#### Saved entries:
★ ★ ★ ★ ★ ★ ★

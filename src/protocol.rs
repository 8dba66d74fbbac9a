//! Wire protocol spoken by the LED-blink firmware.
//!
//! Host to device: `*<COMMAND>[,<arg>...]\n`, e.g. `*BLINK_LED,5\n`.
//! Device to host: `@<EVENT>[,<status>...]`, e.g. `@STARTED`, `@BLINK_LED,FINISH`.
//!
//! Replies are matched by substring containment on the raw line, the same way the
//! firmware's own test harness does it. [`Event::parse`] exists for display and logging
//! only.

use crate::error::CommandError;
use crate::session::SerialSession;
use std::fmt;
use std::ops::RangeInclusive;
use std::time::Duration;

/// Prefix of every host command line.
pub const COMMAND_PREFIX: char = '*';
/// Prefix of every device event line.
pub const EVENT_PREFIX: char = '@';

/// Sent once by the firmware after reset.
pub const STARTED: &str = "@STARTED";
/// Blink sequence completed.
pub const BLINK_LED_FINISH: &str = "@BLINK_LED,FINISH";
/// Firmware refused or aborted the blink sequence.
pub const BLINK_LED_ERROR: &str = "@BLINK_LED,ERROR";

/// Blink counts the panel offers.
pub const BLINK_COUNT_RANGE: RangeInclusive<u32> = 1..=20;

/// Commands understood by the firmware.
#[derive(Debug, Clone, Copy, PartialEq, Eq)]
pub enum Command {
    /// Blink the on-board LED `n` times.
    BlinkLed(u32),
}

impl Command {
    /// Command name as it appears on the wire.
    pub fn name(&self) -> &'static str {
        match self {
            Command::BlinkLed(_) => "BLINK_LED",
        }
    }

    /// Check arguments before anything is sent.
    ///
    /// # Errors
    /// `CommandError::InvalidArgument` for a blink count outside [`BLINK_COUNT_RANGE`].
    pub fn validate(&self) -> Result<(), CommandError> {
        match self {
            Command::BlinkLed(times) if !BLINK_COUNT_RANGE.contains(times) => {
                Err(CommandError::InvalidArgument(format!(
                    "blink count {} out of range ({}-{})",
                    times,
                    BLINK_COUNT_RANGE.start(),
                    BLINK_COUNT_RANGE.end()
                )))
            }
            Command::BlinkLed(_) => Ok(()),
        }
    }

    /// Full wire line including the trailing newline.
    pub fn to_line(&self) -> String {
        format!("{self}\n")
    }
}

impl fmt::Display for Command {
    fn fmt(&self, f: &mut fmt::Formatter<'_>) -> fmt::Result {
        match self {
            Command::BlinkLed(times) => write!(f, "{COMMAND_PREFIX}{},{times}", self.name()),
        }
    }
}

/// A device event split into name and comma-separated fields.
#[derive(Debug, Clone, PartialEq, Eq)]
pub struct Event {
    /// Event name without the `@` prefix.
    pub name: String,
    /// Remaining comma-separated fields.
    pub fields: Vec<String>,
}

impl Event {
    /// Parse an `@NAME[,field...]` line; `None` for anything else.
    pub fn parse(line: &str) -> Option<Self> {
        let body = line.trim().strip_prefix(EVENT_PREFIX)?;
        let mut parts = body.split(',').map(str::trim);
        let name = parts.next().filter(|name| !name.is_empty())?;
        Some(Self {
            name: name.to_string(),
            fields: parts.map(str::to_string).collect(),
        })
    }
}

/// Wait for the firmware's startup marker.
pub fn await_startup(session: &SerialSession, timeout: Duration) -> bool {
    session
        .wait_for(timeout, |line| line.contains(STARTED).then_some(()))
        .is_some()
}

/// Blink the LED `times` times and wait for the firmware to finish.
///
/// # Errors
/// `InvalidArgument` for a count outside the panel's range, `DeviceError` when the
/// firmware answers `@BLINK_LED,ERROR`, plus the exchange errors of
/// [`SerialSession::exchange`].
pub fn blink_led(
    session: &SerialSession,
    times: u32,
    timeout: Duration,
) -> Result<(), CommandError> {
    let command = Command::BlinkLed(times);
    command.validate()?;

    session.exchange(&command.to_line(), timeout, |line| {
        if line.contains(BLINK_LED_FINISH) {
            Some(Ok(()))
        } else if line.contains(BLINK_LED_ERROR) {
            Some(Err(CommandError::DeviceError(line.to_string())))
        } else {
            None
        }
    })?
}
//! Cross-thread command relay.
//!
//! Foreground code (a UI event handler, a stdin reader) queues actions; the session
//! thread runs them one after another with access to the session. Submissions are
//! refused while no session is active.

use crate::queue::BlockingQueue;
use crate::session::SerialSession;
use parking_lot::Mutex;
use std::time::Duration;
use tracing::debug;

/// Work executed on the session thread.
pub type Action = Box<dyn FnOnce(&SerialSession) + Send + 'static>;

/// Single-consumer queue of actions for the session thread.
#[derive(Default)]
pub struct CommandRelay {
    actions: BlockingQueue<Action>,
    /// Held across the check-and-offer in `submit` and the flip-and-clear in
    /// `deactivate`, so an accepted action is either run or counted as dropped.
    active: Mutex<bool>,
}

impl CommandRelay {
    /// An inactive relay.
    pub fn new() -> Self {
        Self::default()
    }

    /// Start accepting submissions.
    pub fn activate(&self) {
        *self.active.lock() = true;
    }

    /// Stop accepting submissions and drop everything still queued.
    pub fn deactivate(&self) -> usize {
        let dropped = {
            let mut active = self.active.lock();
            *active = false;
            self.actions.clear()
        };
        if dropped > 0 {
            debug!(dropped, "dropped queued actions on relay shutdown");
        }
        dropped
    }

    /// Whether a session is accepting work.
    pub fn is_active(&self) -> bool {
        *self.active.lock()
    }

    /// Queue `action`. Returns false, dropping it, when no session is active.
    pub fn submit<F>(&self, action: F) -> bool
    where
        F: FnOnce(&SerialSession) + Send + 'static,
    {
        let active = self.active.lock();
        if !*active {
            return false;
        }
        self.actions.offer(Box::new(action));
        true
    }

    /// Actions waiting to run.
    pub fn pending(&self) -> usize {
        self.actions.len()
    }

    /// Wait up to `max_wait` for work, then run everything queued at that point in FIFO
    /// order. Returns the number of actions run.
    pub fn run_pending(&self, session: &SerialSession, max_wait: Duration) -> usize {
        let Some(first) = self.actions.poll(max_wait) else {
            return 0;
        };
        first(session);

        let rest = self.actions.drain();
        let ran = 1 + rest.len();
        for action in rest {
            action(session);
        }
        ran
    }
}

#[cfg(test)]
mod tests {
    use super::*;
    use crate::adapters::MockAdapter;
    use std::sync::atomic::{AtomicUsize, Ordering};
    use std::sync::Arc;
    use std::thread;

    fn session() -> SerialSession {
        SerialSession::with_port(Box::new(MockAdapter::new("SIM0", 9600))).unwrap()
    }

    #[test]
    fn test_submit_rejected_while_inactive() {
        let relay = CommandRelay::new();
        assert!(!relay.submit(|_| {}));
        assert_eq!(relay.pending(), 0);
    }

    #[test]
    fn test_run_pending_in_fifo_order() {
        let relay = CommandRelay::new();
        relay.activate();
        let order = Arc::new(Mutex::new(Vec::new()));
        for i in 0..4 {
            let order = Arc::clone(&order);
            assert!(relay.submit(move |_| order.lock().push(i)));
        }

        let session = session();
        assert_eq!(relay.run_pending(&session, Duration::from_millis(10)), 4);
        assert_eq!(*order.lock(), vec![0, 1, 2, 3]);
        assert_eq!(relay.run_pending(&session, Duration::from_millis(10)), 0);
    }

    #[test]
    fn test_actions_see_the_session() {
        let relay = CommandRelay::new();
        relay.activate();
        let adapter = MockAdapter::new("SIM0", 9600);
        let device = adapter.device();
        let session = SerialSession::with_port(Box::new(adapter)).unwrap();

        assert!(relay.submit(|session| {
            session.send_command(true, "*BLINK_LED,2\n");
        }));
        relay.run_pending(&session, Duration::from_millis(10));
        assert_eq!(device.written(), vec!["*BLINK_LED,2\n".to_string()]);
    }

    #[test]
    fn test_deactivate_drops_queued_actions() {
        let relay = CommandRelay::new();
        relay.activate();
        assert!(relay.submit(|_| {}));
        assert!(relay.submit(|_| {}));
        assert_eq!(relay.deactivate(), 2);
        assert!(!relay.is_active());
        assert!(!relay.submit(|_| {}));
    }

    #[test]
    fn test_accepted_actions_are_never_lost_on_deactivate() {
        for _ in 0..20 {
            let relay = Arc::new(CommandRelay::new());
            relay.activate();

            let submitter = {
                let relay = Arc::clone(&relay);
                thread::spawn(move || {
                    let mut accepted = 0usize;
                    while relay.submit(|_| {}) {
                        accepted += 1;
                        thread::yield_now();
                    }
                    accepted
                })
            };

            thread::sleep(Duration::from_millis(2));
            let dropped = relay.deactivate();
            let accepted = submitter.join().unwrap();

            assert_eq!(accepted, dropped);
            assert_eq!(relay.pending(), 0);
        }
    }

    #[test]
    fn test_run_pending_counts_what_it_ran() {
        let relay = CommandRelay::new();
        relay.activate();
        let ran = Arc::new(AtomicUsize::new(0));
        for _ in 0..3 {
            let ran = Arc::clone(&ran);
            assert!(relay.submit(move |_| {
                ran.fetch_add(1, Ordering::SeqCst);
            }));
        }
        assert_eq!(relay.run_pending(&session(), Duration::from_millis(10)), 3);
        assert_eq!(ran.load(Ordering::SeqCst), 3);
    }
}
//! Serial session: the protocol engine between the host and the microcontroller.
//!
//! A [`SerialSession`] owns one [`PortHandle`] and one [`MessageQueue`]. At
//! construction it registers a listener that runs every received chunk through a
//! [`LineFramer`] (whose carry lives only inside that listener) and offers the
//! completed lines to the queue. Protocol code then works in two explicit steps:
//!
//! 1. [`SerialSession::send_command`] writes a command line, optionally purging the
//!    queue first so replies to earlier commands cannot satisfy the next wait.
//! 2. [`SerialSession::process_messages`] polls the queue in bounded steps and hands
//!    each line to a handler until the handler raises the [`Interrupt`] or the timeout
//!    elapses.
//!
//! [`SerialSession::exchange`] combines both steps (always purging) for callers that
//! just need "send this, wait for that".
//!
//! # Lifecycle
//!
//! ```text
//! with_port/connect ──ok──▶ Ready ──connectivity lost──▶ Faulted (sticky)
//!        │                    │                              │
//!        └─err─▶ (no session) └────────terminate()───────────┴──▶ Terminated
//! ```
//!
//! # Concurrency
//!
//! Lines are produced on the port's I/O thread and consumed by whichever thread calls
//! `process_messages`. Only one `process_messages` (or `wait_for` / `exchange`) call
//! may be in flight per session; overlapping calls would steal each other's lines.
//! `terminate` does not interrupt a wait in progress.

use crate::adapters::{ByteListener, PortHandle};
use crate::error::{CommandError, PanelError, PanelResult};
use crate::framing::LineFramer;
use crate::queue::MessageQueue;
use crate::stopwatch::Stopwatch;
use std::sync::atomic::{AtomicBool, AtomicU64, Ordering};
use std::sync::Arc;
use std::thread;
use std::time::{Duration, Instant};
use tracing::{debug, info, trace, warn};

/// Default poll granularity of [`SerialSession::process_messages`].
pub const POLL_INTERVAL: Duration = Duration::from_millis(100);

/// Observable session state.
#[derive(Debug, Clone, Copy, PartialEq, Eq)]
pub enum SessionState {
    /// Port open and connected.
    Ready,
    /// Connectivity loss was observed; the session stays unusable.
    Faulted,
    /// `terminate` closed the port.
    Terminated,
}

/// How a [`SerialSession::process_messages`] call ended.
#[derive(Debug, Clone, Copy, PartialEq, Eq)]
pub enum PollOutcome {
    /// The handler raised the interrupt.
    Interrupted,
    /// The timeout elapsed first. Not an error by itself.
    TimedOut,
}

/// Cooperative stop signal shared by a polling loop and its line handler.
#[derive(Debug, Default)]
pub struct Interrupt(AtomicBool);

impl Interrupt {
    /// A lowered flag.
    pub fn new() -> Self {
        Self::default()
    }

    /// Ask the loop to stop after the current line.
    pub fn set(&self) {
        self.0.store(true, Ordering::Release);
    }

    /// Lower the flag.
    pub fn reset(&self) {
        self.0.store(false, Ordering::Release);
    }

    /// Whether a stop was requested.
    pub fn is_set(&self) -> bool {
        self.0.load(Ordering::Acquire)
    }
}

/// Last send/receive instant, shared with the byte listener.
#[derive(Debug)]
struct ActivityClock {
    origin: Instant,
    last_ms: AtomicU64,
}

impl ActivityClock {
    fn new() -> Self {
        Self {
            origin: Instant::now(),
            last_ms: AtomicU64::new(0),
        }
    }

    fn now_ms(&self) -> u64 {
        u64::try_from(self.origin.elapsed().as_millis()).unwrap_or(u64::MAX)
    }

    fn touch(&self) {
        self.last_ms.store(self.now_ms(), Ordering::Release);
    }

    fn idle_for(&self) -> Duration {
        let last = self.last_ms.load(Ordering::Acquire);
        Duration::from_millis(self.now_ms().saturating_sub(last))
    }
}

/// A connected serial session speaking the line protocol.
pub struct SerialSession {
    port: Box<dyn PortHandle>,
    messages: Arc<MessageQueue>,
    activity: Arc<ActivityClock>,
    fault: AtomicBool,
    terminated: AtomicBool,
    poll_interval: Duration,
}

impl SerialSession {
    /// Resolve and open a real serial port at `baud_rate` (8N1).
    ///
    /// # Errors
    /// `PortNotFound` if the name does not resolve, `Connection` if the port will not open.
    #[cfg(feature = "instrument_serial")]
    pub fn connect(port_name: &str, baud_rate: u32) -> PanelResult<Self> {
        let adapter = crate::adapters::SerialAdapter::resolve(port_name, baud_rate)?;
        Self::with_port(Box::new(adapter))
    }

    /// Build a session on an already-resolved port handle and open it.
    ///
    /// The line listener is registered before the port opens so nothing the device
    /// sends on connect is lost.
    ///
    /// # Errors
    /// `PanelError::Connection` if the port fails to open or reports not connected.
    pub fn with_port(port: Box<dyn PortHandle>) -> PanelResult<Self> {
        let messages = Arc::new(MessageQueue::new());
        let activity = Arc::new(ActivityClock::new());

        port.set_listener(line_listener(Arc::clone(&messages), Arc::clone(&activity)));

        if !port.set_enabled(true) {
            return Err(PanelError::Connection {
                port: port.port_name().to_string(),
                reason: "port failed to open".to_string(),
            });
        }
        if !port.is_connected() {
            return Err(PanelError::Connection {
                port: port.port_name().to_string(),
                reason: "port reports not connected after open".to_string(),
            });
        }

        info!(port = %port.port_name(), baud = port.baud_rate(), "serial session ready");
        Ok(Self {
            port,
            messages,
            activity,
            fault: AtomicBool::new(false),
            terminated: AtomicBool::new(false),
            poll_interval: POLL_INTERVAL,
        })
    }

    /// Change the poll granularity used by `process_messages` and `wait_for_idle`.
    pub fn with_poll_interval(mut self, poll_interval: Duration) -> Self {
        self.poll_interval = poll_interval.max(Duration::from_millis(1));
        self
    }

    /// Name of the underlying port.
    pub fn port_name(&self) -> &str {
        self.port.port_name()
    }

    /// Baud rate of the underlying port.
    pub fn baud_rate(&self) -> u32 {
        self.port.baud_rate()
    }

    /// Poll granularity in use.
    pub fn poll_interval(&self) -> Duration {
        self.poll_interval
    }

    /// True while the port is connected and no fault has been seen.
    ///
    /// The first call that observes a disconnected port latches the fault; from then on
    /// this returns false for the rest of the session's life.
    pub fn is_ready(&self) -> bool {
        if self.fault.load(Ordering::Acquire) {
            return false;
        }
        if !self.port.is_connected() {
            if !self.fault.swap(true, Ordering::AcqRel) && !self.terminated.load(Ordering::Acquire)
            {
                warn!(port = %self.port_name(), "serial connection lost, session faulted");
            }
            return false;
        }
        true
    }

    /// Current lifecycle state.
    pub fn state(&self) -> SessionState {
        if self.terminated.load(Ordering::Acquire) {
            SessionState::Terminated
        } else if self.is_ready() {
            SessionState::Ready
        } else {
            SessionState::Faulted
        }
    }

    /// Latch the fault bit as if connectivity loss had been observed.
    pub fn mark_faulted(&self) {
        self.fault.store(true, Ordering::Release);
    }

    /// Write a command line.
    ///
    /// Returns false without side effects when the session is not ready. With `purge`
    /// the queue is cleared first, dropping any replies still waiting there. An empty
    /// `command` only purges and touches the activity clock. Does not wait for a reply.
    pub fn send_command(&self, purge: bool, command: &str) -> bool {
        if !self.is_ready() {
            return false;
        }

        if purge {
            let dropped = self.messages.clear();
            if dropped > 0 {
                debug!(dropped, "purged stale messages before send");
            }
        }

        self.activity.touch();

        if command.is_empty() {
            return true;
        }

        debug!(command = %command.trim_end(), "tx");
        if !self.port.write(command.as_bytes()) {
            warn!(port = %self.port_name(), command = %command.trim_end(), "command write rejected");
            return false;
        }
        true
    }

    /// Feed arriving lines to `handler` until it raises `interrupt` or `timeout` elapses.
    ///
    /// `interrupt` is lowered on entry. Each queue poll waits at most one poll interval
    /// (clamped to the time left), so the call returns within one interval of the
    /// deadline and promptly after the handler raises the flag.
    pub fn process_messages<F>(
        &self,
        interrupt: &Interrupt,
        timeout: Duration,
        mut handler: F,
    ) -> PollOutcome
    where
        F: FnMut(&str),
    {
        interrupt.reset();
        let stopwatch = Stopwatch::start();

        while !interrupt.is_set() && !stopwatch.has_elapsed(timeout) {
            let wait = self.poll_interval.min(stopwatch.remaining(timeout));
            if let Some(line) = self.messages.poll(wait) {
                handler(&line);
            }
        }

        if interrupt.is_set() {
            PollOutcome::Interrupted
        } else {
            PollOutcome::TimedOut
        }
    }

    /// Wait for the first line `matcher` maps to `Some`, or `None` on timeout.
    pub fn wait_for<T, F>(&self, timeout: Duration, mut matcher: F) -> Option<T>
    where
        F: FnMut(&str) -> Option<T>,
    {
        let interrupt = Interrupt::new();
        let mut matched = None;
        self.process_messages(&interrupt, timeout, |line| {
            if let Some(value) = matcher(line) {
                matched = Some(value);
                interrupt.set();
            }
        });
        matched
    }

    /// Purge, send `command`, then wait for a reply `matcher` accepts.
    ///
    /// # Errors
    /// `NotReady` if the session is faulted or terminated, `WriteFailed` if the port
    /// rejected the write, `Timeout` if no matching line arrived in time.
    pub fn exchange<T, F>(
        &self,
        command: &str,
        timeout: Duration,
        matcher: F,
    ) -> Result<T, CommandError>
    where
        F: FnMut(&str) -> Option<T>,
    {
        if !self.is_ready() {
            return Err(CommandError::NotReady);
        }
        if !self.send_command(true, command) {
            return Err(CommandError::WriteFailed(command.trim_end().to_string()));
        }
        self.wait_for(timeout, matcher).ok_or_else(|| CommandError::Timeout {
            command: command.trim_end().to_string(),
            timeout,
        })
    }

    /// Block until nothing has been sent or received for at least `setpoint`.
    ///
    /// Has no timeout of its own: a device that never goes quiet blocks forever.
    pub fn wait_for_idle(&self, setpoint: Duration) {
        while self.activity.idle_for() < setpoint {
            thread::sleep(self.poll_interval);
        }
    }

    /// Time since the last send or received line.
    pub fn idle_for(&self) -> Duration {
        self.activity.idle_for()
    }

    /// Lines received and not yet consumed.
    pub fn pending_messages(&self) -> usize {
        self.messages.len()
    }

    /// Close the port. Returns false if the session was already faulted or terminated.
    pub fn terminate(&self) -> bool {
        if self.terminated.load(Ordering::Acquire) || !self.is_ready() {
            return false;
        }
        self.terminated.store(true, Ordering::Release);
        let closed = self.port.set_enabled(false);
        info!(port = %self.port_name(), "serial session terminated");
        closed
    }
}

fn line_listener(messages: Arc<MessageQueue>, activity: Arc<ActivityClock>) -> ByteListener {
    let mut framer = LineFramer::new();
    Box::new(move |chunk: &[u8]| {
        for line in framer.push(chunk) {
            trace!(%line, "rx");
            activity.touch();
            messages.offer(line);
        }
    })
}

★ ★ ★ ★ ★ ★ ★

All that is needed is the exact run of lines above from the line containing "pub enum Command" through the line containing "Remaining comma-separated fields.", both of them included.

pub enum Command {
    /// Blink the on-board LED `n` times.
    BlinkLed(u32),
}

impl Command {
    /// Command name as it appears on the wire.
    pub fn name(&self) -> &'static str {
        match self {
            Command::BlinkLed(_) => "BLINK_LED",
        }
    }

    /// Check arguments before anything is sent.
    ///
    /// # Errors
    /// `CommandError::InvalidArgument` for a blink count outside [`BLINK_COUNT_RANGE`].
    pub fn validate(&self) -> Result<(), CommandError> {
        match self {
            Command::BlinkLed(times) if !BLINK_COUNT_RANGE.contains(times) => {
                Err(CommandError::InvalidArgument(format!(
                    "blink count {} out of range ({}-{})",
                    times,
                    BLINK_COUNT_RANGE.start(),
                    BLINK_COUNT_RANGE.end()
                )))
            }
            Command::BlinkLed(_) => Ok(()),
        }
    }

    /// Full wire line including the trailing newline.
    pub fn to_line(&self) -> String {
        format!("{self}\n")
    }
}

impl fmt::Display for Command {
    fn fmt(&self, f: &mut fmt::Formatter<'_>) -> fmt::Result {
        match self {
            Command::BlinkLed(times) => write!(f, "{COMMAND_PREFIX}{},{times}", self.name()),
        }
    }
}

/// A device event split into name and comma-separated fields.
#[derive(Debug, Clone, PartialEq, Eq)]
pub struct Event {
    /// Event name without the `@` prefix.
    pub name: String,
    /// Remaining comma-separated fields.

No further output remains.